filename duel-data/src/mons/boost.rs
use serde::{
    Deserialize,
    Serialize,
};
use serde_string_enum::{
    DeserializeLabeledStringEnum,
    SerializeLabeledStringEnum,
};

use crate::Stat;

/// A single value that can be boosted.
#[derive(
    Debug,
    Clone,
    Copy,
    PartialEq,
    Eq,
    Hash,
    SerializeLabeledStringEnum,
    DeserializeLabeledStringEnum,
)]
pub enum Boost {
    #[string = "atk"]
    Atk,
    #[string = "def"]
    Def,
    #[string = "spa"]
    SpAtk,
    #[string = "spd"]
    SpDef,
    #[string = "spe"]
    Spe,
    #[string = "acc"]
    #[alias = "accuracy"]
    Accuracy,
    #[string = "eva"]
    #[alias = "evasion"]
    Evasion,
}

impl Boost {
    /// The boost that applies to the given stat, if any.
    pub fn for_stat(stat: Stat) -> Option<Self> {
        match stat {
            Stat::HP => None,
            Stat::Atk => Some(Self::Atk),
            Stat::Def => Some(Self::Def),
            Stat::SpAtk => Some(Self::SpAtk),
            Stat::SpDef => Some(Self::SpDef),
            Stat::Spe => Some(Self::Spe),
        }
    }
}

const BOOST_ORDER: [Boost; 7] = [
    Boost::Atk,
    Boost::Def,
    Boost::SpAtk,
    Boost::SpDef,
    Boost::Spe,
    Boost::Accuracy,
    Boost::Evasion,
];

/// Iterator over the non-zero entries of a [`BoostTable`].
pub struct BoostTableEntries<'b> {
    table: &'b BoostTable,
    index: usize,
}

impl Iterator for BoostTableEntries<'_> {
    type Item = (Boost, i8);

    fn next(&mut self) -> Option<Self::Item> {
        while let Some(boost) = BOOST_ORDER.get(self.index) {
            self.index += 1;
            let value = self.table.get(*boost);
            if value != 0 {
                return Some((*boost, value));
            }
        }
        None
    }
}

/// A table of boost stages, each in `[-6, 6]`.
#[derive(Debug, Default, Clone, PartialEq, Eq, Serialize, Deserialize)]
pub struct BoostTable {
    #[serde(default)]
    pub atk: i8,
    #[serde(default)]
    pub def: i8,
    #[serde(default)]
    pub spa: i8,
    #[serde(default)]
    pub spd: i8,
    #[serde(default)]
    pub spe: i8,
    #[serde(default)]
    pub acc: i8,
    #[serde(default)]
    pub eva: i8,
}

impl BoostTable {
    /// Maximum absolute boost stage.
    pub const MAX_STAGE: i8 = 6;

    /// Returns the stage for the given boost.
    pub fn get(&self, boost: Boost) -> i8 {
        match boost {
            Boost::Atk => self.atk,
            Boost::Def => self.def,
            Boost::SpAtk => self.spa,
            Boost::SpDef => self.spd,
            Boost::Spe => self.spe,
            Boost::Accuracy => self.acc,
            Boost::Evasion => self.eva,
        }
    }

    fn get_mut(&mut self, boost: Boost) -> &mut i8 {
        match boost {
            Boost::Atk => &mut self.atk,
            Boost::Def => &mut self.def,
            Boost::SpAtk => &mut self.spa,
            Boost::SpDef => &mut self.spd,
            Boost::Spe => &mut self.spe,
            Boost::Accuracy => &mut self.acc,
            Boost::Evasion => &mut self.eva,
        }
    }

    /// Sets the stage for the given boost, clamped to the legal range.
    pub fn set(&mut self, boost: Boost, value: i8) {
        *self.get_mut(boost) = value.clamp(-Self::MAX_STAGE, Self::MAX_STAGE);
    }

    /// Adds to the stage for the given boost, clamped to the legal range.
    ///
    /// Returns the change that actually took effect.
    pub fn add(&mut self, boost: Boost, delta: i8) -> i8 {
        let before = self.get(boost);
        self.set(boost, before.saturating_add(delta));
        self.get(boost) - before
    }

    /// Iterates over all non-zero boosts.
    pub fn non_zero(&self) -> BoostTableEntries<'_> {
        BoostTableEntries {
            table: self,
            index: 0,
        }
    }

    /// Whether every stage is zero.
    pub fn is_empty(&self) -> bool {
        self.non_zero().next().is_none()
    }
}

#[cfg(test)]
mod boost_test {
    use crate::{
        Boost,
        BoostTable,
    };

    #[test]
    fn clamps_stages() {
        let mut table = BoostTable::default();
        assert_eq!(table.add(Boost::Atk, 4), 4);
        assert_eq!(table.add(Boost::Atk, 4), 2);
        assert_eq!(table.get(Boost::Atk), 6);
        assert_eq!(table.add(Boost::Evasion, -12), -6);
        assert_eq!(table.add(Boost::Evasion, -1), 0);
    }

    #[test]
    fn iterates_non_zero_boosts() {
        let table: BoostTable = serde_json::from_str(r#"{"def":-1,"spd":-1}"#).unwrap();
        assert_eq!(
            table.non_zero().collect::<Vec<_>>(),
            vec![(Boost::Def, -1), (Boost::SpDef, -1)]
        );
        assert!(BoostTable::default().is_empty());
    }
}
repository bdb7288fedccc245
use anyhow::Result;
use duel_data::{
    MoveCategory,
    Status,
    Type,
};
use duel_prng::rand_util;

use crate::{
    battle::{
        DamageCause,
        MonHandle,
    },
    conditions::{
        chip,
        log_cant,
    },
    effect::{
        Effect,
        EffectContext,
        EffectSource,
        Hook,
        HookOutcome,
    },
    moves::ActiveMove,
};

/// Halves physical damage and chips 1/8 HP at the end of each turn.
#[derive(Debug, Default, Clone)]
pub struct Burn;

impl Effect for Burn {
    fn source(&self) -> EffectSource {
        EffectSource::Status(Status::Burn)
    }

    fn name(&self) -> &str {
        "Burn"
    }

    fn hooks(&self) -> &'static [(Hook, i32)] {
        &[(Hook::ModifyDamage, 0), (Hook::Residual, -9)]
    }

    fn on_modify_damage(
        &mut self,
        ctx: &mut EffectContext,
        active_move: &ActiveMove,
        _: MonHandle,
        _: MonHandle,
        _: f64,
        damage: f64,
    ) -> Result<f64> {
        if active_move.category() == MoveCategory::Physical && ctx.mon()?.ability.as_str() != "guts"
        {
            return Ok(damage * 0.5);
        }
        Ok(damage)
    }

    fn on_residual(&mut self, ctx: &mut EffectContext) -> Result<()> {
        chip(ctx, 8)?;
        Ok(())
    }
}

/// Prevents moving until thawed.
#[derive(Debug, Default, Clone)]
pub struct Freeze;

impl Effect for Freeze {
    fn source(&self) -> EffectSource {
        EffectSource::Status(Status::Freeze)
    }

    fn name(&self) -> &str {
        "Freeze"
    }

    fn hooks(&self) -> &'static [(Hook, i32)] {
        &[(Hook::BeforeMove, 10), (Hook::AfterFoeHit, 0)]
    }

    fn on_before_move(
        &mut self,
        ctx: &mut EffectContext,
        _: &mut ActiveMove,
    ) -> Result<HookOutcome> {
        if rand_util::range(ctx.prng(), 0, 5) == 0 {
            let mon = ctx.mon_handle()?;
            ctx.battle().cure_status(mon)?;
            return Ok(HookOutcome::Continue);
        }
        log_cant(ctx, "frz")?;
        Ok(HookOutcome::Fail)
    }

    fn on_after_foe_hit(
        &mut self,
        ctx: &mut EffectContext,
        active_move: &ActiveMove,
        _: MonHandle,
        _: u16,
    ) -> Result<()> {
        if active_move.move_type() == Type::Fire {
            let mon = ctx.mon_handle()?;
            ctx.battle().cure_status(mon)?;
        }
        Ok(())
    }
}

/// Halves speed and sometimes prevents moving.
#[derive(Debug, Default, Clone)]
pub struct Paralysis;

impl Effect for Paralysis {
    fn source(&self) -> EffectSource {
        EffectSource::Status(Status::Paralysis)
    }

    fn name(&self) -> &str {
        "Paralysis"
    }

    fn hooks(&self) -> &'static [(Hook, i32)] {
        &[(Hook::ModifySpe, 0), (Hook::BeforeMove, 1)]
    }

    fn on_modify_spe(&mut self, ctx: &mut EffectContext, _: MonHandle, spe: f64) -> Result<f64> {
        if ctx.mon()?.ability.as_str() == "quickfeet" {
            return Ok(spe);
        }
        Ok(spe * 0.5)
    }

    fn on_before_move(
        &mut self,
        ctx: &mut EffectContext,
        _: &mut ActiveMove,
    ) -> Result<HookOutcome> {
        if rand_util::range(ctx.prng(), 0, 4) == 0 {
            log_cant(ctx, "par")?;
            return Ok(HookOutcome::Fail);
        }
        Ok(HookOutcome::Continue)
    }
}

/// Chips 1/8 HP at the end of each turn.
#[derive(Debug, Default, Clone)]
pub struct Poison;

impl Effect for Poison {
    fn source(&self) -> EffectSource {
        EffectSource::Status(Status::Poison)
    }

    fn name(&self) -> &str {
        "Poison"
    }

    fn hooks(&self) -> &'static [(Hook, i32)] {
        &[(Hook::Residual, -9)]
    }

    fn on_residual(&mut self, ctx: &mut EffectContext) -> Result<()> {
        chip(ctx, 8)?;
        Ok(())
    }
}

/// Prevents moving for up to three attempts.
///
/// The Mon always sleeps through the first attempt, and wakes after the first, second, or third
/// slept turn with growing likelihood. The counter survives switching out.
#[derive(Debug, Default, Clone)]
pub struct Sleep {
    turns_slept: u8,
}

impl Sleep {
    pub fn turns_slept(&self) -> u8 {
        self.turns_slept
    }
}

impl Effect for Sleep {
    fn source(&self) -> EffectSource {
        EffectSource::Status(Status::Sleep)
    }

    fn name(&self) -> &str {
        "Sleep"
    }

    fn hooks(&self) -> &'static [(Hook, i32)] {
        &[(Hook::BeforeMove, 10)]
    }

    fn on_before_move(
        &mut self,
        ctx: &mut EffectContext,
        _: &mut ActiveMove,
    ) -> Result<HookOutcome> {
        let wake = match self.turns_slept {
            0 => false,
            1 => rand_util::range(ctx.prng(), 0, 3) == 0,
            2 => rand_util::range(ctx.prng(), 0, 2) == 0,
            _ => true,
        };
        if wake {
            let mon = ctx.mon_handle()?;
            ctx.battle().cure_status(mon)?;
            return Ok(HookOutcome::Continue);
        }
        self.turns_slept += 1;
        log_cant(ctx, "slp")?;
        Ok(HookOutcome::Fail)
    }
}

/// Chips an increasing fraction of HP at the end of each turn.
///
/// The counter resets when the Mon switches out.
#[derive(Debug, Default, Clone)]
pub struct Toxic {
    stage: u16,
}

impl Toxic {
    pub fn stage(&self) -> u16 {
        self.stage
    }
}

impl Effect for Toxic {
    fn source(&self) -> EffectSource {
        EffectSource::Status(Status::Toxic)
    }

    fn name(&self) -> &str {
        "Toxic"
    }

    fn hooks(&self) -> &'static [(Hook, i32)] {
        &[(Hook::SwitchOut, 0), (Hook::Residual, -9)]
    }

    fn on_switch_out(&mut self, _: &mut EffectContext) -> Result<()> {
        self.stage = 0;
        Ok(())
    }

    fn on_residual(&mut self, ctx: &mut EffectContext) -> Result<()> {
        self.stage += 1;
        let mon = ctx.mon_handle()?;
        let amount = ((ctx.mon()?.max_hp / 16) * self.stage).max(1);
        let cause = DamageCause::Effect(ctx.source().clone());
        ctx.battle().damage(mon, amount as u32, cause)?;
        Ok(())
    }
}
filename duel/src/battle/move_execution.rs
use anyhow::Result;
use duel_data::{
    HitEffect,
    MoveFlag,
    Status,
};
use duel_prng::rand_util;
use log::debug;

use crate::{
    battle::{
        Battle,
        DamageCause,
        DamageOutcome,
        HostId,
        MonHandle,
        MoveOutcome,
        calculations::apply_accuracy_boosts,
        damage::calculate_damage,
    },
    battle_event,
    common::Id,
    effect::{
        Hook,
        HookOutcome,
    },
    moves::{
        ActiveMove,
        move_behavior,
    },
};

const STRUGGLE: Id = Id::from_known("struggle");
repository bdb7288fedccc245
use serde_string_enum::{
    DeserializeLabeledStringEnum,
    SerializeLabeledStringEnum,
};

use crate::Type;

/// A non-volatile status condition.
///
/// A Mon has at most one status, and it persists when the Mon switches out.
#[derive(
    Debug,
    Clone,
    Copy,
    PartialEq,
    Eq,
    PartialOrd,
    Ord,
    Hash,
    SerializeLabeledStringEnum,
    DeserializeLabeledStringEnum,
)]
pub enum Status {
    #[string = "brn"]
    #[alias = "burn"]
    Burn,
    #[string = "frz"]
    #[alias = "freeze"]
    Freeze,
    #[string = "par"]
    #[alias = "paralysis"]
    Paralysis,
    #[string = "psn"]
    #[alias = "poison"]
    Poison,
    #[string = "slp"]
    #[alias = "sleep"]
    Sleep,
    #[string = "tox"]
    #[alias = "toxic"]
    Toxic,
}

impl Status {
    /// Types that can never receive this status.
    pub fn immune_types(&self) -> &'static [Type] {
        match self {
            Self::Burn => &[Type::Fire],
            Self::Freeze => &[Type::Ice],
            Self::Paralysis => &[Type::Electric],
            Self::Poison | Self::Toxic => &[Type::Poison, Type::Steel],
            Self::Sleep => &[],
        }
    }
}

#[cfg(test)]
mod status_test {
    use crate::{
        Status,
        Type,
        test_util::test_string_serialization,
    };

    #[test]
    fn serializes_to_short_name() {
        test_string_serialization(Status::Toxic, "tox");
        test_string_serialization(Status::Paralysis, "par");
    }

    #[test]
    fn steel_types_cannot_be_poisoned() {
        assert!(Status::Poison.immune_types().contains(&Type::Steel));
        assert!(Status::Toxic.immune_types().contains(&Type::Steel));
        assert!(Status::Sleep.immune_types().is_empty());
    }
}
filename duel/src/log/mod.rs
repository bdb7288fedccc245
mod event_log;

pub use event_log::{
    BattleEvent,
    BattleLoggable,
    EventLog,
};
mod action;
mod battle;
mod battle_builder;
mod battle_options;
pub mod calculations;
mod core_battle_actions;
mod damage;
mod faint_queue;
mod field;
mod host;
mod mon;
mod move_execution;
mod outcome;
mod side;
pub mod speed_order;
mod turn_engine;

pub use action::{
    Action,
    MoveAction,
    SwitchAction,
};
pub use battle::Battle;
pub use battle_builder::BattleBuilder;
pub use battle_options::{
    BattleOptions,
    SpeedTieResolution,
};
pub use damage::calculate_damage;
pub use faint_queue::{
    FaintEntry,
    FaintQueue,
};
pub use field::Field;
pub use host::{
    HostId,
    MonHandle,
};
pub use mon::{
    Mon,
    MoveSlot,
};
pub use outcome::{
    BattleOutcome,
    DamageCause,
    DamageOutcome,
    MoveOutcome,
};
pub use side::Side;
pub use speed_order::SpeedOrderable;
pub use turn_engine::TurnState;
mod data_store;
mod embedded;

pub use data_store::DataStore;
pub use embedded::EmbeddedDataStore;
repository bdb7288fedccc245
use anyhow::Result;
use duel_prng::PseudoRandomNumberGenerator;

use crate::{
    battle::{
        Battle,
        HostId,
        Mon,
        MonHandle,
    },
    effect::EffectSource,
    error::general_error,
    log::BattleEvent,
};

/// Context for a single effect hook call.
///
/// The effect itself is detached from its host while the hook runs, so the hook has full mutable
/// access to the battle.
pub struct EffectContext<'b> {
    battle: &'b mut Battle,
    host: HostId,
    source: EffectSource,
    order: u64,
}

impl<'b> EffectContext<'b> {
    pub(crate) fn new(battle: &'b mut Battle, host: HostId, source: EffectSource, order: u64) -> Self {
        Self {
            battle,
            host,
            source,
            order,
        }
    }

    pub fn battle(&mut self) -> &mut Battle {
        self.battle
    }

    pub fn battle_ref(&self) -> &Battle {
        self.battle
    }

    /// The host the effect is attached to.
    pub fn host(&self) -> HostId {
        self.host
    }

    /// The slot the effect occupies on its host.
    pub fn source(&self) -> &EffectSource {
        &self.source
    }

    /// The Mon the effect is attached to.
    pub fn mon_handle(&self) -> Result<MonHandle> {
        match self.host {
            HostId::Mon(mon) => Ok(mon),
            host => Err(general_error(format!(
                "effect {} is attached to {host}, not a mon",
                self.source
            ))),
        }
    }

    pub fn mon(&self) -> Result<&Mon> {
        let mon = self.mon_handle()?;
        self.battle.mon(mon)
    }

    pub fn mon_mut(&mut self) -> Result<&mut Mon> {
        let mon = self.mon_handle()?;
        self.battle.mon_mut(mon)
    }

    /// The side the host belongs to, if any.
    pub fn side_index(&self) -> Option<usize> {
        self.host.side()
    }

    /// The active Mon on the other side of the host.
    pub fn foe(&self) -> Option<MonHandle> {
        let side = self.side_index()?;
        self.battle.active_mon_handle(1 - side)
    }

    /// The remaining duration of the effect.
    pub fn duration(&self) -> Option<u8> {
        self.battle
            .effects(self.host)
            .and_then(|effects| effects.slot(&self.source))
            .filter(|slot| slot.order == self.order)
            .and_then(|slot| slot.duration)
    }

    pub fn set_duration(&mut self, duration: Option<u8>) {
        if let Some(slot) = self
            .battle
            .effects_mut(self.host)
            .and_then(|effects| effects.slot_mut(&self.source))
            .filter(|slot| slot.order == self.order)
        {
            slot.duration = duration;
        }
    }

    /// Removes the effect from its host.
    ///
    /// The effect's `on_end` hook runs after the current hook returns.
    pub fn remove_self(&mut self) -> Result<bool> {
        let still_attached = self
            .battle
            .effects(self.host)
            .and_then(|effects| effects.slot(&self.source))
            .is_some_and(|slot| slot.order == self.order);
        if !still_attached {
            return Ok(false);
        }
        self.battle.remove_effect(self.host, &self.source, true)
    }

    pub fn prng(&mut self) -> &mut dyn PseudoRandomNumberGenerator {
        self.battle.prng()
    }

    pub fn log(&mut self, event: BattleEvent) {
        self.battle.log(event)
    }
}
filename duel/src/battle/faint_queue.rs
use std::collections::VecDeque;

use crate::battle::MonHandle;

/// A Mon waiting to faint.
#[derive(Debug, Clone, Copy, PartialEq, Eq)]
pub struct FaintEntry {
    pub mon: MonHandle,
    /// The Mon whose move caused the faint.
    pub attacker: Option<MonHandle>,
}

/// Defers faint processing so that faints resolve in detection order.
#[derive(Debug, Default, Clone)]
pub struct FaintQueue {
    entries: VecDeque<FaintEntry>,
}

impl FaintQueue {
    pub fn new() -> Self {
        Self::default()
    }

    /// Enqueues a Mon, unless it is already waiting.
    ///
    /// Returns whether the Mon was added.
    pub fn push(&mut self, mon: MonHandle, attacker: Option<MonHandle>) -> bool {
        if self.contains(mon) {
            return false;
        }
        self.entries.push_back(FaintEntry { mon, attacker });
        true
    }

    pub fn pop(&mut self) -> Option<FaintEntry> {
        self.entries.pop_front()
    }

    pub fn contains(&self, mon: MonHandle) -> bool {
        self.entries.iter().any(|entry| entry.mon == mon)
    }

    pub fn len(&self) -> usize {
        self.entries.len()
    }

    pub fn is_empty(&self) -> bool {
        self.entries.is_empty()
    }
}

#[cfg(test)]
mod faint_queue_test {
    use pretty_assertions::assert_eq;

    use crate::battle::{
        FaintEntry,
        FaintQueue,
        MonHandle,
    };

    #[test]
    fn pops_in_enqueue_order_without_duplicates() {
        let mut queue = FaintQueue::new();
        let a = MonHandle::new(1, 0);
        let b = MonHandle::new(0, 0);
        assert!(queue.push(a, Some(b)));
        assert!(queue.push(b, None));
        assert!(!queue.push(a, None));
        assert_eq!(queue.len(), 2);
        assert_eq!(
            queue.pop(),
            Some(FaintEntry {
                mon: a,
                attacker: Some(b),
            })
        );
        assert_eq!(queue.pop().map(|entry| entry.mon), Some(b));
        assert!(queue.is_empty());
    }
}
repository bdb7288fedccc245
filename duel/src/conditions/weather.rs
use anyhow::Result;
use duel_data::{
    MoveCategory,
    Status,
    Type,
};

use crate::{
    battle::{
        DamageCause,
        HostId,
        MonHandle,
        SpeedOrderable,
        speed_order::speed_sort,
    },
    battle_event,
    common::Id,
    effect::{
        Effect,
        EffectContext,
        EffectSource,
        Hook,
        HookOutcome,
    },
    moves::ActiveMove,
};

/// A kind of weather.
#[derive(Debug, Clone, Copy, PartialEq, Eq)]
pub enum WeatherKind {
    SunnyDay,
    RainDance,
    Sandstorm,
    Hail,
    DesolateLand,
    PrimordialSea,
    DeltaStream,
}

impl WeatherKind {
    pub fn from_id(id: &Id) -> Option<Self> {
        match id.as_str() {
            "sunnyday" => Some(Self::SunnyDay),
            "raindance" => Some(Self::RainDance),
            "sandstorm" => Some(Self::Sandstorm),
            "hail" => Some(Self::Hail),
            "desolateland" => Some(Self::DesolateLand),
            "primordialsea" => Some(Self::PrimordialSea),
            "deltastream" => Some(Self::DeltaStream),
            _ => None,
        }
    }

    pub fn id(&self) -> &'static str {
        match self {
            Self::SunnyDay => "sunnyday",
            Self::RainDance => "raindance",
            Self::Sandstorm => "sandstorm",
            Self::Hail => "hail",
            Self::DesolateLand => "desolateland",
            Self::PrimordialSea => "primordialsea",
            Self::DeltaStream => "deltastream",
        }
    }

    /// Whether the weather lasts until its ability leaves the field.
    pub fn is_trio(&self) -> bool {
        matches!(
            self,
            Self::DesolateLand | Self::PrimordialSea | Self::DeltaStream
        )
    }

    /// Whether the weather chips 1/16 HP from every active Mon each turn.
    pub fn chips(&self) -> bool {
        matches!(self, Self::Sandstorm | Self::Hail)
    }
}

struct MonSpeed {
    mon: MonHandle,
    speed: i64,
}

impl SpeedOrderable for MonSpeed {
    fn order(&self) -> u32 {
        0
    }

    fn priority(&self) -> i32 {
        0
    }

    fn speed(&self) -> i64 {
        self.speed
    }
}

/// The field's weather.
///
/// Weather counts down its own duration during its residual, after affecting active Mons.
#[derive(Debug, Clone)]
pub struct WeatherEffect {
    kind: WeatherKind,
}

impl WeatherEffect {
    pub fn new(kind: WeatherKind) -> Self {
        Self { kind }
    }

    pub fn kind(&self) -> WeatherKind {
        self.kind
    }

    /// Active Mons, fastest first.
    fn active_mons_by_speed(ctx: &mut EffectContext) -> Result<Vec<MonHandle>> {
        let battle = ctx.battle();
        let mut mons = Vec::new();
        for mon in battle.active_mons() {
            if battle.mon(mon)?.fainted() {
                continue;
            }
            let speed = battle.live_speed(mon)?;
            mons.push(MonSpeed { mon, speed });
        }
        let tie_resolution = battle.options().speed_tie_resolution;
        speed_sort(&mut mons, battle.prng(), tie_resolution);
        Ok(mons.into_iter().map(|entry| entry.mon).collect())
    }
}

impl Effect for WeatherEffect {
    fn source(&self) -> EffectSource {
        EffectSource::weather(self.kind.id())
    }

    fn name(&self) -> &str {
        self.kind.id()
    }

    fn hooks(&self) -> &'static [(Hook, i32)] {
        match self.kind {
            WeatherKind::SunnyDay => &[
                (Hook::Residual, -1),
                (Hook::WeatherModifyDamage, 0),
                (Hook::SetStatus, 0),
            ],
            WeatherKind::RainDance => &[(Hook::Residual, -1), (Hook::WeatherModifyDamage, 0)],
            WeatherKind::Sandstorm => &[(Hook::Residual, -1), (Hook::ModifySpD, 0)],
            WeatherKind::Hail => &[(Hook::Residual, -1)],
            WeatherKind::DesolateLand => &[
                (Hook::Residual, -1),
                (Hook::WeatherModifyDamage, 0),
                (Hook::TryHit, 0),
                (Hook::SetStatus, 0),
            ],
            WeatherKind::PrimordialSea => &[
                (Hook::Residual, -1),
                (Hook::WeatherModifyDamage, 0),
                (Hook::TryHit, 0),
            ],
            WeatherKind::DeltaStream => &[(Hook::Residual, -1), (Hook::ModifyEffectiveness, 0)],
        }
    }

    fn initial_duration(&self) -> Option<u8> {
        if self.kind.is_trio() { None } else { Some(5) }
    }

    fn on_residual(&mut self, ctx: &mut EffectContext) -> Result<()> {
        let weather = Id::from_known(self.kind.id());
        let mons = Self::active_mons_by_speed(ctx)?;
        for mon in &mons {
            ctx.battle()
                .activate_effect(&[HostId::Mon(*mon)], Hook::Weather, false, |effect, context| {
                    effect
                        .on_weather(context, &weather)
                        .map(|_| HookOutcome::Continue)
                })?;
        }
        if self.kind.chips() {
            for mon in mons {
                let battle = ctx.battle();
                let target = battle.mon(mon)?;
                if target.fainted() {
                    continue;
                }
                let amount = (target.max_hp / 16).max(1);
                battle.damage(
                    mon,
                    amount as u32,
                    DamageCause::Effect(EffectSource::Weather(weather.clone())),
                )?;
            }
        }

        match ctx.duration() {
            Some(duration) if duration <= 1 => {
                ctx.remove_self()?;
            }
            Some(duration) => ctx.set_duration(Some(duration - 1)),
            None => (),
        }
        Ok(())
    }

    fn on_weather_modify_damage(
        &mut self,
        _: &mut EffectContext,
        active_move: &ActiveMove,
        damage: f64,
    ) -> Result<f64> {
        let modifier = match (self.kind, active_move.move_type()) {
            (WeatherKind::SunnyDay | WeatherKind::DesolateLand, Type::Fire) => 1.5,
            (WeatherKind::SunnyDay, Type::Water) => 0.5,
            (WeatherKind::RainDance | WeatherKind::PrimordialSea, Type::Water) => 1.5,
            (WeatherKind::RainDance, Type::Fire) => 0.5,
            _ => 1.0,
        };
        Ok(damage * modifier)
    }

    fn on_set_status(
        &mut self,
        _: &mut EffectContext,
        status: Status,
        _: MonHandle,
        _: Option<MonHandle>,
    ) -> Result<HookOutcome> {
        Ok((status != Status::Freeze).into())
    }

    fn on_try_hit(
        &mut self,
        ctx: &mut EffectContext,
        active_move: &ActiveMove,
        user: MonHandle,
        _: MonHandle,
    ) -> Result<HookOutcome> {
        let doused = match self.kind {
            WeatherKind::DesolateLand => Type::Water,
            WeatherKind::PrimordialSea => Type::Fire,
            _ => return Ok(HookOutcome::Continue),
        };
        if active_move.category() == MoveCategory::Status || active_move.move_type() != doused {
            return Ok(HookOutcome::Continue);
        }
        let event = battle_event!(
            "fail",
            ctx.battle_ref().mon(user)?.log_id(),
            format!("from:{}", self.kind.id())
        );
        ctx.log(event);
        Ok(HookOutcome::Fail)
    }

    fn on_modify_spd(
        &mut self,
        ctx: &mut EffectContext,
        mon: MonHandle,
        _: &ActiveMove,
        spd: f64,
    ) -> Result<f64> {
        if ctx.battle_ref().mon(mon)?.has_type(Type::Rock) {
            return Ok(spd * 1.5);
        }
        Ok(spd)
    }

    fn on_modify_effectiveness(
        &mut self,
        ctx: &mut EffectContext,
        active_move: &ActiveMove,
        target: MonHandle,
        effectiveness: f64,
    ) -> Result<f64> {
        if !ctx.battle_ref().mon(target)?.has_type(Type::Flying) {
            return Ok(effectiveness);
        }
        let against_flying = ctx
            .battle_ref()
            .type_chart()
            .effectiveness(active_move.move_type(), Type::Flying)
            .multiplier();
        if against_flying > 1.0 {
            return Ok(effectiveness * 0.5);
        }
        Ok(effectiveness)
    }
}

_Required work_
Show, from the records above, every line that includes "each".

_Answer below_
/// A table of boost stages, each in `[-6, 6]`.
/// Halves physical damage and chips 1/8 HP at the end of each turn.
/// Chips 1/8 HP at the end of each turn.
/// Chips an increasing fraction of HP at the end of each turn.
    /// Whether the weather chips 1/16 HP from every active Mon each turn.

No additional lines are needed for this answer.